Forecasts reconciliation with fable.bayesRecon

Introduction

This vignette shows how to use the forecast reconciliation methods implemented in the fable.bayesRecon package. In particular, we will apply t-Rec method (Carrara et al. 2025) to the swiss_tourism dataset, which contains monthly counts of nightly stays in Switzerland, aggregated by Canton.

The method t-Rec is implemented by the function bayesRecon_t(), which can be used within the reconcile() function of fabletools to specify the reconciliation strategy.

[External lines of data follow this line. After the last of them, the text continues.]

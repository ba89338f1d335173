//! Geometric quantities derived from an atomic structure: minimum-image
//! distances, pairwise distance matrices and vacuum gap detection.

use ndarray::Array2;

use crate::Structure;

mod cell;
pub use self::cell::Cell;

/// Compute the full pairwise minimum-image distance matrix of a structure.
///
/// The matrix is symmetric with zeros on the diagonal. This is the
/// precomputed metric handed to the density clustering in the region
/// separator.
pub fn distance_matrix(structure: &Structure) -> Array2<f64> {
    let positions = structure.positions();
    let cell = structure.cell();

    let n_atoms = positions.len();
    let mut distances = Array2::zeros((n_atoms, n_atoms));
    for i in 0..n_atoms {
        for j in (i + 1)..n_atoms {
            let distance = cell.distance(positions[i], positions[j]);
            distances[[i, j]] = distance;
            distances[[j, i]] = distance;
        }
    }

    return distances;
}

/// Search for vacuum gaps separating the periodic copies of the structure.
///
/// For each periodic direction, the fractional coordinates of all atoms are
/// sorted and the largest gap between consecutive atoms (including the gap
/// wrapping around the cell boundary) is converted to a Cartesian length and
/// compared against `threshold`. Non-periodic directions always count as
/// having a vacuum gap.
pub fn find_vacuum_gaps(structure: &Structure, threshold: f64) -> [bool; 3] {
    let cell = structure.cell();
    let positions = structure.positions();
    if positions.is_empty() {
        return [true; 3];
    }

    let mut gaps = [true; 3];
    for axis in 0..3 {
        if !cell.is_periodic(axis) {
            continue;
        }

        let mut fractional = positions.iter()
            .map(|&p| {
                let f = cell.fractional(p)[axis];
                f - f.floor()
            })
            .collect::<Vec<_>>();
        fractional.sort_unstable_by(|a, b| a.partial_cmp(b).expect("NaN in positions"));

        // the gap from the last atom around the boundary back to the first
        let mut max_gap = fractional[0] + 1.0 - fractional[fractional.len() - 1];
        for window in fractional.windows(2) {
            max_gap = f64::max(max_gap, window[1] - window[0]);
        }

        let gap_cartesian = max_gap * cell.vector(axis).norm();
        gaps[axis] = gap_cartesian >= threshold;
    }

    return gaps;
}

#[cfg(test)]
mod tests {
    use approx::assert_relative_eq;
    use nalgebra::Vector3;

    use super::*;
    use crate::Structure;

    #[test]
    fn distances_in_cubic_cell() {
        let cell = Cell::cubic(10.0).unwrap();
        let structure = Structure::new(
            vec![1, 1, 1],
            vec![
                Vector3::new(0.5, 0.5, 0.5),
                Vector3::new(1.5, 0.5, 0.5),
                Vector3::new(9.5, 0.5, 0.5),
            ],
            cell,
        ).unwrap();

        let distances = distance_matrix(&structure);
        assert_eq!(distances[[0, 0]], 0.0);
        assert_relative_eq!(distances[[0, 1]], 1.0);
        // wraps around the periodic boundary
        assert_relative_eq!(distances[[0, 2]], 1.0);
        assert_relative_eq!(distances[[1, 2]], 2.0);
        assert_eq!(distances[[2, 1]], distances[[1, 2]]);
    }

    #[test]
    fn vacuum_gaps_slab() {
        // two atomic layers in a 20 Å tall cell, vacuum along z only
        let cell = Cell::orthorhombic(2.0, 2.0, 20.0).unwrap();
        let structure = Structure::new(
            vec![26, 26],
            vec![
                Vector3::new(0.0, 0.0, 9.0),
                Vector3::new(0.0, 0.0, 11.0),
            ],
            cell,
        ).unwrap();

        assert_eq!(find_vacuum_gaps(&structure, 7.0), [false, false, true]);
    }

    #[test]
    fn vacuum_gaps_isolated_atom() {
        let cell = Cell::cubic(10.0).unwrap();
        let structure = Structure::new(
            vec![1],
            vec![Vector3::new(5.0, 5.0, 5.0)],
            cell,
        ).unwrap();

        assert_eq!(find_vacuum_gaps(&structure, 7.0), [true, true, true]);
    }
}
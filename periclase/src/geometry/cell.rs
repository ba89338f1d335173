//! The `Cell` type represents the repeat vectors of an atomic structure,
//! together with a periodic/non-periodic flag for each direction.

use nalgebra::{Matrix3, Vector3};

use crate::Error;

/// Relative volume below which a cell with at least one periodic direction
/// is considered degenerate.
const DEGENERATE_VOLUME_THRESHOLD: f64 = 1e-9;

/// A `Cell` defines the repeat vectors of a structure and which of the three
/// directions are periodic.
///
/// The cell matrix is stored in row-major convention: the first row is the
/// first repeat vector, and so on. Directions which are not periodic still
/// carry a repeat vector (describing the finite extent of the structure
/// along that direction), but no periodic images are ever generated along
/// them. A structure without any repeat vectors uses [`Cell::non_periodic`].
#[derive(Debug, Clone, Copy, PartialEq)]
pub struct Cell {
    /// Cell matrix, one repeat vector per row
    matrix: Matrix3<f64>,
    /// Transpose of the cell matrix, cached from matrix
    transpose: Matrix3<f64>,
    /// Inverse of the transpose, cached from matrix. Identity for fully
    /// non-periodic cells, where it is never used.
    inverse: Matrix3<f64>,
    /// Which directions are periodic
    periodic: [bool; 3],
}

impl Cell {
    /// Create a cell without any periodic direction and no repeat vectors.
    pub fn non_periodic() -> Cell {
        Cell {
            matrix: Matrix3::zeros(),
            transpose: Matrix3::zeros(),
            inverse: Matrix3::identity(),
            periodic: [false; 3],
        }
    }

    /// Create a cell from the given matrix (one repeat vector per row) and
    /// periodic flags.
    ///
    /// If at least one direction is periodic, the matrix must be invertible
    /// so that fractional coordinates are well defined; a (nearly) singular
    /// matrix is reported as [`Error::DegenerateCell`].
    pub fn new(matrix: Matrix3<f64>, periodic: [bool; 3]) -> Result<Cell, Error> {
        if periodic == [false; 3] && matrix == Matrix3::zeros() {
            return Ok(Cell::non_periodic());
        }

        let volume = matrix.determinant();
        let scale = matrix.row(0).norm() * matrix.row(1).norm() * matrix.row(2).norm();
        if volume.abs() <= DEGENERATE_VOLUME_THRESHOLD * scale || scale == 0.0 {
            return Err(Error::DegenerateCell { volume });
        }

        let transpose = matrix.transpose();
        let inverse = transpose.try_inverse().ok_or(Error::DegenerateCell { volume })?;

        Ok(Cell {
            matrix,
            transpose,
            inverse,
            periodic,
        })
    }

    /// Create a fully periodic cubic cell with the given side length.
    pub fn cubic(length: f64) -> Result<Cell, Error> {
        Cell::orthorhombic(length, length, length)
    }

    /// Create a fully periodic orthorhombic cell with side lengths `a, b, c`.
    pub fn orthorhombic(a: f64, b: f64, c: f64) -> Result<Cell, Error> {
        Cell::new(Matrix3::new(
            a, 0.0, 0.0,
            0.0, b, 0.0,
            0.0, 0.0, c,
        ), [true; 3])
    }

    /// Get the cell matrix, one repeat vector per row.
    pub fn matrix(&self) -> Matrix3<f64> {
        self.matrix
    }

    /// Get the repeat vector for the given direction.
    pub fn vector(&self, axis: usize) -> Vector3<f64> {
        self.matrix.row(axis).transpose()
    }

    /// Create a copy of this cell with the repeat vector along `axis`
    /// replaced by `vector`.
    pub fn with_vector(&self, axis: usize, vector: Vector3<f64>) -> Result<Cell, Error> {
        let mut matrix = self.matrix;
        matrix.set_row(axis, &vector.transpose());
        Cell::new(matrix, self.periodic)
    }

    /// Get the periodic flags of this cell.
    pub fn periodic(&self) -> [bool; 3] {
        self.periodic
    }

    /// Check whether the given direction is periodic.
    pub fn is_periodic(&self, axis: usize) -> bool {
        self.periodic[axis]
    }

    /// Count the periodic directions of this cell.
    pub fn periodic_count(&self) -> usize {
        self.periodic.iter().filter(|&&p| p).count()
    }

    /// Check whether any direction of this cell is periodic.
    pub fn any_periodic(&self) -> bool {
        self.periodic.iter().any(|&p| p)
    }

    /// Get the volume of the cell, zero for fully non-periodic cells.
    pub fn volume(&self) -> f64 {
        if self.matrix == Matrix3::zeros() {
            return 0.0;
        }
        self.matrix.determinant().abs()
    }

    /// Get the fractional representation of a Cartesian vector in this cell.
    pub fn fractional(&self, cartesian: Vector3<f64>) -> Vector3<f64> {
        self.inverse * cartesian
    }

    /// Get the Cartesian representation of a fractional vector in this cell.
    pub fn cartesian(&self, fractional: Vector3<f64>) -> Vector3<f64> {
        self.transpose * fractional
    }
}

/// Geometric operations under periodic boundary conditions
impl Cell {
    /// Apply the minimum-image convention to the Cartesian displacement
    /// `delta`, returning the shortest equivalent displacement and its norm.
    ///
    /// Periodic directions are first wrapped into `[-0.5, 0.5)` fractional
    /// coordinates; the exact image is then selected among the 27 (±1, 0
    /// per periodic axis) neighboring translations, which is required for
    /// strongly skewed cells. Non-periodic directions pass through
    /// unchanged.
    pub fn minimum_image(&self, delta: Vector3<f64>) -> (Vector3<f64>, f64) {
        if !self.any_periodic() {
            return (delta, delta.norm());
        }

        let mut fractional = self.fractional(delta);
        for axis in 0..3 {
            if self.periodic[axis] {
                fractional[axis] -= fractional[axis].round();
            }
        }

        let search = |axis: usize| -> &'static [i32] {
            if self.periodic[axis] { &[-1, 0, 1] } else { &[0] }
        };

        let mut best = self.cartesian(fractional);
        let mut best_norm2 = best.norm_squared();
        for &sa in search(0) {
            for &sb in search(1) {
                for &sc in search(2) {
                    let shifted = self.cartesian(fractional + Vector3::new(
                        sa as f64, sb as f64, sc as f64,
                    ));
                    let norm2 = shifted.norm_squared();
                    if norm2 < best_norm2 {
                        best = shifted;
                        best_norm2 = norm2;
                    }
                }
            }
        }

        (best, best_norm2.sqrt())
    }

    /// Minimum-image distance between the points `u` and `v`.
    pub fn distance(&self, u: Vector3<f64>, v: Vector3<f64>) -> f64 {
        self.minimum_image(v - u).1
    }
}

First, we load the required packages:

library(bayesRecon)
library(dplyr)
library(tsibble)
library(fable)
library(fabletools)
library(fable.bayesRecon)
library(ggplot2)
library(scales)

Data preparation

Let’s import the data in the tsibble format. To do so, we follow these steps:

Load the swiss_tourism dataset from the bayesRecon package. This is a list containing the mts (multivariate time series) object, the aggregation matrix and the size of the hierarchy.
Take the mts component of the list, which contains the time series data.
The first column contains the aggregated data for all cantons; we will drop it for now and we will reconstruct it later.
Convert the remaining time series into a tsibble using as_tsibble().
Optionally, rename the columns for clarity with rename().
Aggregate the data by summing the number of tourist in each canton, using aggregate_key().

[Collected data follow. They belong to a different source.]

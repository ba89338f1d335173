#[non_exhaustive]
#[derive(Debug, Clone)]
pub enum Error {
    /// Got an invalid parameter value in a function
    InvalidParameter(String),
    /// The cell matrix of a periodic structure is (nearly) singular, making
    /// fractional coordinates and minimum-image computations meaningless
    DegenerateCell {
        /// volume of the offending cell
        volume: f64,
    },
    /// The bond graph propagates connectivity along a direction which the
    /// input structure did not declare as periodic. This indicates a broken
    /// input or a bug in the graph builder, not a borderline geometry.
    InconsistentPeriodicity {
        /// index of the offending lattice direction
        axis: usize,
        /// periodic flags declared on the input structure
        declared: [bool; 3],
        /// directions measured to propagate connectivity
        measured: [bool; 3],
    },
    /// The external symmetry engine did not answer within the configured
    /// timeout
    SymmetryTimeout {
        /// how long we waited, in seconds
        seconds: f64,
    },
    /// Region separation left no atom in the primary region
    EmptyPrimaryRegion {
        /// number of atoms in the input structure
        n_atoms: usize,
    },
    /// The external symmetry engine reported a failure
    Symmetry(String),
    /// Error while serializing/deserializing data
    Json(String),
    /// Internal error, indicating a bug in this crate
    Internal(String),
}

impl std::fmt::Display for Error {
    fn fmt(&self, f: &mut std::fmt::Formatter<'_>) -> std::fmt::Result {
        match self {
            Error::InvalidParameter(e) => write!(f, "invalid parameter: {}", e),
            Error::DegenerateCell { volume } => write!(
                f, "degenerate cell: volume is {:.6e}, fractional coordinates are undefined", volume
            ),
            Error::InconsistentPeriodicity { axis, declared, measured } => write!(
                f, "connectivity propagates along direction {} which is not declared \
                periodic (declared: {:?}, measured: {:?})", axis, declared, measured
            ),
            Error::SymmetryTimeout { seconds } => write!(
                f, "symmetry engine did not answer after {} seconds", seconds
            ),
            Error::EmptyPrimaryRegion { n_atoms } => write!(
                f, "region separation left no primary atoms in a structure with {} atoms", n_atoms
            ),
            Error::Symmetry(e) => write!(f, "symmetry engine error: {}", e),
            Error::Json(e) => write!(f, "json error: {}", e),
            Error::Internal(e) => write!(f, "internal error: {}", e),
        }
    }
}

impl std::error::Error for Error {}

impl From<serde_json::Error> for Error {
    fn from(error: serde_json::Error) -> Error {
        Error::Json(error.to_string())
    }
}
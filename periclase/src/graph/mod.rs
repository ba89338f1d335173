//! The bond graph over atoms and their periodic images.

use indexmap::IndexMap;
use nalgebra::Vector3;
use petgraph::graph::{NodeIndex, UnGraph};
use petgraph::unionfind::UnionFind;
use petgraph::visit::EdgeRef;

mod builder;
pub use self::builder::{BondingOptions, bonding_radii};

/// One atom instance in a specific periodic image: the index of the atom in
/// the original cell together with the integer translation applied to it.
///
/// Nodes only exist for the duration of one classification call; the
/// translation is always exact integers, so nodes can be compared and hashed
/// reliably.
#[derive(Debug, Clone, Copy, PartialEq, Eq, PartialOrd, Ord, Hash)]
pub struct PeriodicNode {
    /// index of the atom in the original structure
    pub atom: usize,
    /// integer translation multipliers along the three cell vectors
    pub shift: [i32; 3],
}

impl PeriodicNode {
    /// Node for an atom in the original (untranslated) cell.
    pub fn original(atom: usize) -> PeriodicNode {
        PeriodicNode { atom, shift: [0, 0, 0] }
    }

    /// Check whether this node lives in the original cell.
    pub fn is_original(&self) -> bool {
        self.shift == [0, 0, 0]
    }
}

/// A bond between two atom instances.
#[derive(Debug, Clone, Copy, PartialEq)]
pub struct Bond {
    /// bond length
    pub distance: f64,
    /// Cartesian vector from the first to the second atom instance
    pub vector: Vector3<f64>,
}

/// Undirected graph over [`PeriodicNode`]s where edges are bonds.
///
/// The graph contains a node for every atom instance inside the enumerated
/// translation shell, bonded or not, so that isolated atoms still take part
/// in region separation. Nodes are inserted in a fixed order (atom index
/// first, then translation in lexicographic order), which everything
/// downstream relies on for determinism.
pub struct BondGraph {
    graph: UnGraph<PeriodicNode, Bond>,
    nodes: IndexMap<PeriodicNode, NodeIndex>,
    shell: [i32; 3],
    n_atoms: usize,
}

impl BondGraph {
    pub(crate) fn with_shell(n_atoms: usize, shell: [i32; 3]) -> BondGraph {
        BondGraph {
            graph: UnGraph::default(),
            nodes: IndexMap::new(),
            shell,
            n_atoms,
        }
    }

    pub(crate) fn insert_node(&mut self, node: PeriodicNode) {
        debug_assert!(!self.nodes.contains_key(&node));
        let index = self.graph.add_node(node);
        self.nodes.insert(node, index);
    }

    pub(crate) fn insert_bond(&mut self, first: PeriodicNode, second: PeriodicNode, bond: Bond) {
        debug_assert!(first != second, "bond graphs never contain self-loops");
        let first = self.nodes[&first];
        let second = self.nodes[&second];
        self.graph.update_edge(first, second, bond);
    }

    /// Number of atoms in the underlying structure.
    pub fn n_atoms(&self) -> usize {
        self.n_atoms
    }

    /// Per-direction extent of the translation shell this graph was built
    /// with (zero along non-periodic directions).
    pub fn shell(&self) -> [i32; 3] {
        self.shell
    }

    /// Check whether the given atom instance exists in this graph.
    pub fn contains(&self, node: PeriodicNode) -> bool {
        self.nodes.contains_key(&node)
    }

    /// Number of nodes (atom instances) in this graph.
    pub fn node_count(&self) -> usize {
        self.graph.node_count()
    }

    /// Number of bonds in this graph.
    pub fn bond_count(&self) -> usize {
        self.graph.edge_count()
    }

    /// Iterate over all atom instances, in insertion order.
    pub fn nodes(&self) -> impl Iterator<Item = PeriodicNode> + '_ {
        self.nodes.keys().copied()
    }

    /// Iterate over all bonds as `(first, second, bond)` triples.
    pub fn bonds(&self) -> impl Iterator<Item = (PeriodicNode, PeriodicNode, &Bond)> + '_ {
        self.graph.edge_references().map(move |edge| {
            let first = self.graph[edge.source()];
            let second = self.graph[edge.target()];
            (first, second, edge.weight())
        })
    }

    /// Iterate over the bonds involving the given atom instance.
    pub fn bonds_of(&self, node: PeriodicNode) -> impl Iterator<Item = (PeriodicNode, &Bond)> + '_ {
        let index = self.nodes.get(&node).copied();
        index.into_iter().flat_map(move |index| {
            self.graph.edges(index).map(move |edge| {
                let other = if edge.source() == index { edge.target() } else { edge.source() };
                (self.graph[other], edge.weight())
            })
        })
    }

    /// Compute the connected components of this graph, restricted to the
    /// nodes for which `keep` returns true. Edges with at least one endpoint
    /// outside the restriction are ignored.
    ///
    /// Returns a union-find structure indexed like [`BondGraph::nodes`]; use
    /// [`BondGraph::node_position`] to address it.
    pub fn components_where(&self, keep: impl Fn(PeriodicNode) -> bool) -> UnionFind<usize> {
        let mut union_find = UnionFind::new(self.nodes.len());
        for edge in self.graph.edge_references() {
            let first = self.graph[edge.source()];
            let second = self.graph[edge.target()];
            if keep(first) && keep(second) {
                union_find.union(edge.source().index(), edge.target().index());
            }
        }
        return union_find;
    }

    /// Get the index of the given node in the union-find structures returned
    /// by [`BondGraph::components_where`].
    pub fn node_position(&self, node: PeriodicNode) -> Option<usize> {
        self.nodes.get(&node).map(|index| index.index())
    }
}

#[cfg(test)]
mod tests {
    use super::*;

    fn simple_graph() -> BondGraph {
        let mut graph = BondGraph::with_shell(2, [0, 0, 0]);
        graph.insert_node(PeriodicNode::original(0));
        graph.insert_node(PeriodicNode::original(1));
        graph.insert_bond(
            PeriodicNode::original(0),
            PeriodicNode::original(1),
            Bond { distance: 1.0, vector: Vector3::new(1.0, 0.0, 0.0) },
        );
        return graph;
    }

    #[test]
    fn nodes_and_bonds() {
        let graph = simple_graph();
        assert_eq!(graph.node_count(), 2);
        assert_eq!(graph.bond_count(), 1);
        assert!(graph.contains(PeriodicNode::original(0)));
        assert!(!graph.contains(PeriodicNode { atom: 0, shift: [1, 0, 0] }));

        let neighbors = graph.bonds_of(PeriodicNode::original(0)).collect::<Vec<_>>();
        assert_eq!(neighbors.len(), 1);
        assert_eq!(neighbors[0].0, PeriodicNode::original(1));
    }

    #[test]
    fn restricted_components() {
        let graph = simple_graph();

        let components = graph.components_where(|_| true);
        let a = graph.node_position(PeriodicNode::original(0)).unwrap();
        let b = graph.node_position(PeriodicNode::original(1)).unwrap();
        assert!(components.equiv(a, b));

        // restricting away atom 1 separates the components
        let components = graph.components_where(|node| node.atom == 0);
        assert!(!components.equiv(a, b));
    }
}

data <- swiss_tourism$ts[, -1, drop = FALSE] |>             # Remove 1st column
  as_tsibble() |>                                           # Convert in tsibble
  rename(Month = index, Canton = key, Tourists = value) |>  # Rename
  aggregate_key(Canton, Tourists = sum(Tourists))           # Aggregate all cantons

data |>  head(5) |> kable()

Month	Canton	Tourists
2005 Jan	<aggregated>	2680116
2005 Feb	<aggregated>	3017746
2005 Mar	<aggregated>	3238735
2005 Apr	<aggregated>	2067465
2005 May	<aggregated>	2185950

The resulting object data, contains time series, stacked vertically, with the time index (column Month), the grouping variable (column Canton), and the time series values (column Tourists). For aggregated time series, the column Canton is set to <aggregated>.

Note that fabletools allows more complex hierarchies with more grouping variables, however here we reproduce the hierarchy in Carrara et al. (2025).

Models fitting

We remove from each time series the last 12 observations, which will be used as test set. We use the function filter() and the yearmonth() format to specify the cutoff date. This allows us to evaluate the performance of the reconciliation method on the holdout set.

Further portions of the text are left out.